3月31日、横浜からBankART StudioNYKの灯が消えた。横浜ばかりか日本の創造都市の原点、象徴とも言える存在だった。
運営母体のBankART 1929の設立は2004年3月。横浜市の創造都市政策として歴史的建築物等の活用実験事業に応募した民間団体が、1929年に建造された旧第一銀行と旧富士銀行の二つをアートセンターとしてスタートさせた。
以降、彼らはNPOならではの斬新な発想に基づき、創造的な事業を次々と展開していった。当時は、創造都市という概念が日本に導入されて間もない頃で、具体的なイメージを掴むのに誰もが苦慮していた。二つのアートセンターは、その考え方に一つの解を示すものとなった。
その後、横浜市は創造界隈の形成を掲げ、ZAIMや急な坂スタジオ、創造空間9001、黄金スタジオ・日ノ出スタジオ、象の鼻テラスなど、創造都市の拠点を拡充していったが、BankART 1929の成果は海外にも波及した。ソウル市は彼らの活動に触発されて、ソウル市創作空間という政策を立ち上げ、工場や倉庫をアーティストの活動拠点として改修、今ではその数は7箇所に及ぶ。
旧日本郵船倉庫(1953年築)を改修してBankART Studio NYKがオープンしたのは2005年1月だ。以来13年間にわたって実に多様かつ膨大な数の事業が行われてきた。柳幸典「ワンダリング・ポジション」や川俣正「Expand BankART」(2013)など、元倉庫の空間特性を最大限に活用した大規模な個展に加え、「食と現代美術」のような街中への展開、舞台芸術の大野一雄フェスティバル、Under35に代表される新人へのサポート、BankART Lifeのような総合的イベントなどを実施してきた。
江戸幕府が朝鮮半島から使節団を受け入れていた「朝鮮通信使」を、今日の日韓の新たな交流プロジェクトとして展開した「続・朝鮮通信使」は特筆に値する。防災とアートをテーマにした「地震EXPO」(2007)も時代を先取りした企画だった。
芸術を取り巻く幅広いテーマを扱う少人数制のBankART School、国内外のアーティストに創作スペースを提供するArtistin Residence、年中無休で夜11時まで営業するPub & Caféなどは2004年以来継続されてきた。独自に発行した書籍、カタログ、DVDなどは優に100点を超える。

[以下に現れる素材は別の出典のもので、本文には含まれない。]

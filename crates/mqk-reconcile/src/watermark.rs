//! Snapshot monotonicity watermark
//!
//! # Purpose
//!
//! Stale broker snapshots can mask position drift or drive incorrect sizing
//! decisions.  This module tracks the **fetch timestamp** of the last accepted
//! [`BrokerSnapshot`] and rejects any snapshot whose timestamp is older than
//! that watermark.
//!
//! # Invariants
//!
//! - **Non-decreasing**: a snapshot is accepted only if its `fetched_at_ms`
//!   is ≥ the last accepted snapshot's `fetched_at_ms`.
//! - **No-timestamp → stale**: a snapshot with `fetched_at_ms == 0` is always
//!   rejected (fail-closed).
//! - **Watermark advances only on acceptance**: rejections do not move the
//!   watermark.
//! - **Pure, no IO**: all logic is deterministic; the caller provides the
//!   timestamp and decides what to do with the result.

use crate::BrokerSnapshot;

// ---------------------------------------------------------------------------
// Freshness decision
// ---------------------------------------------------------------------------

/// Result of checking a [`BrokerSnapshot`] against the monotonicity watermark.
#[derive(Clone, Debug, PartialEq, Eq)]
pub enum SnapshotFreshness {
    /// Snapshot is fresh — its timestamp is ≥ the watermark.
    /// The watermark has been advanced to `fetched_at_ms` (on `accept`).
    Fresh,

    /// Snapshot's timestamp is strictly older than the last accepted snapshot.
    ///
    /// Fields carry the watermark value and the rejected timestamp for logging.
    Stale {
        /// The current watermark (last accepted `fetched_at_ms`).
        watermark_ms: i64,
        /// The rejected snapshot's `fetched_at_ms`.
        got_ms: i64,
    },

    /// Snapshot has no timestamp (`fetched_at_ms == 0`).
    ///
    /// Treated as stale under fail-closed semantics: a snapshot without a
    /// timestamp cannot be proven fresh and must not be trusted.
    NoTimestamp,
}

impl SnapshotFreshness {
    /// Returns `true` if the snapshot was accepted (watermark was or would be
    /// advanced to this snapshot's timestamp).
    pub fn is_fresh(&self) -> bool {
        matches!(self, SnapshotFreshness::Fresh)
    }

    /// Returns `true` if the snapshot should be rejected (stale or no timestamp).
    pub fn is_rejected(&self) -> bool {
        !self.is_fresh()
    }
}

// ---------------------------------------------------------------------------
// Watermark
// ---------------------------------------------------------------------------

/// Tracks the last accepted broker snapshot timestamp to enforce monotonicity.
///
/// Start with [`SnapshotWatermark::new`] (accepts any snapshot with a positive
/// timestamp).  Call [`accept`][SnapshotWatermark::accept] on each incoming
/// snapshot; only pass the snapshot to the reconciliation engine if the result
/// is [`SnapshotFreshness::Fresh`].
///
/// Use [`check`][SnapshotWatermark::check] for a read-only freshness probe
/// that does **not** advance the watermark.
#[derive(Clone, Debug)]
pub struct SnapshotWatermark {
    /// `fetched_at_ms` of the last accepted snapshot.
    /// Starts at `i64::MIN` so any snapshot with a positive timestamp is fresh.
    last_accepted_ms: i64,
}

impl Default for SnapshotWatermark {
    fn default() -> Self {
        Self::new()
    }
}

impl SnapshotWatermark {
    /// Create a new watermark in its initial state.
    ///
    /// The initial watermark (`i64::MIN`) accepts any snapshot with a positive
    /// timestamp (i.e. any snapshot that has `fetched_at_ms > 0`).
    pub fn new() -> Self {
        Self {
            last_accepted_ms: i64::MIN,
        }
    }

    /// Check freshness **without** advancing the watermark.
    ///
    /// Useful for pre-flight validation or logging.  Does not mutate `self`.
    pub fn check(&self, snap: &BrokerSnapshot) -> SnapshotFreshness {
        if snap.fetched_at_ms == 0 {
            return SnapshotFreshness::NoTimestamp;
        }
        if snap.fetched_at_ms < self.last_accepted_ms {
            return SnapshotFreshness::Stale {
                watermark_ms: self.last_accepted_ms,
                got_ms: snap.fetched_at_ms,
            };
        }
        SnapshotFreshness::Fresh
    }

    /// Check freshness **and advance the watermark** if the snapshot is fresh.
    ///
    /// Returns the freshness decision.  If [`SnapshotFreshness::Fresh`], the
    /// internal watermark is updated to `snap.fetched_at_ms`.  Stale or
    /// no-timestamp results do not change the watermark.
    pub fn accept(&mut self, snap: &BrokerSnapshot) -> SnapshotFreshness {
        let result = self.check(snap);
        if result.is_fresh() {
            self.last_accepted_ms = snap.fetched_at_ms;
        }
        result
    }

    /// The `fetched_at_ms` of the last accepted snapshot.
    ///
    /// Returns `i64::MIN` if no snapshot has been accepted yet.
    pub fn last_accepted_ms(&self) -> i64 {
        self.last_accepted_ms
    }

    /// `true` if at least one snapshot has been accepted (watermark is no
    /// longer in its initial state).
    pub fn has_accepted_any(&self) -> bool {
        self.last_accepted_ms > i64::MIN
    }
}
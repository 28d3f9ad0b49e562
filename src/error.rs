//! Crate-wide error taxonomy.
//!
//! Module errors (`RuntimeError`, `ActionError`, `RelayError`, `SettingsError`)
//! fold into `OperatorError` so callers at the HTTP/WebSocket edge can decide
//! how each kind is surfaced: capability and tool failures are downgraded to
//! records, runtime failures end a turn, connection faults end a session.

use thiserror::Error;

use crate::computer::ActionError;
use crate::relay::RelayError;
use crate::runtime::RuntimeError;
use crate::settings::SettingsError;

#[derive(Error, Debug)]
pub enum OperatorError {
    #[error("{0} not configured")]
    ConfigurationMissing(&'static str),
    #[error("Runtime invocation failed: {0}")]
    RuntimeInvocationFailed(String),
    #[error("Tool '{tool}' failed: {message}")]
    ToolInvocationFailed { tool: String, message: String },
    #[error("Action budget exceeded ({limit} actions per run)")]
    ActionBudgetExceeded { limit: u32 },
    #[error("Connection lost: {0}")]
    ConnectionLost(String),
    #[error("Invalid state: {0}")]
    InvalidState(String),
}

impl From<RuntimeError> for OperatorError {
    fn from(e: RuntimeError) -> Self {
        match e {
            RuntimeError::NoApiKey => Self::ConfigurationMissing("OPENAI_API_KEY"),
            other => Self::RuntimeInvocationFailed(other.to_string()),
        }
    }
}

impl From<ActionError> for OperatorError {
    fn from(e: ActionError) -> Self {
        match e {
            ActionError::BudgetExceeded { limit } => Self::ActionBudgetExceeded { limit },
            other => Self::ToolInvocationFailed {
                tool: "computer".to_string(),
                message: other.to_string(),
            },
        }
    }
}

impl From<RelayError> for OperatorError {
    fn from(e: RelayError) -> Self {
        match e {
            RelayError::TurnInFlight | RelayError::EmptyTask => Self::InvalidState(e.to_string()),
            RelayError::SessionClosed => Self::ConnectionLost(e.to_string()),
        }
    }
}

impl From<SettingsError> for OperatorError {
    fn from(e: SettingsError) -> Self {
        Self::InvalidState(e.to_string())
    }
}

何よりも彼らの活動を象徴するのが、街中を侵食するように広がった創造拠点である。北仲Brick & White、本町ビルシゴカイ、宇徳ビルヨンカイなど民間ビルとの協働だけではなく、横浜トリエンナーレ2011では新港ピア(4,400㎡)を全面活用、2012年4月から2年間ハンマーヘッドスタジオ「新・港区」として運営した。
それらに呼応するように、今では周辺地域にアーティストやクリエイターの拠点や事務所の集積が進む。違法特殊飲食店(売買春宿)が軒を連ねる黄金町エリアに最初の創造拠点「BankART 桜荘」を開設し、後のまちづくりにつなげたのも彼らだった。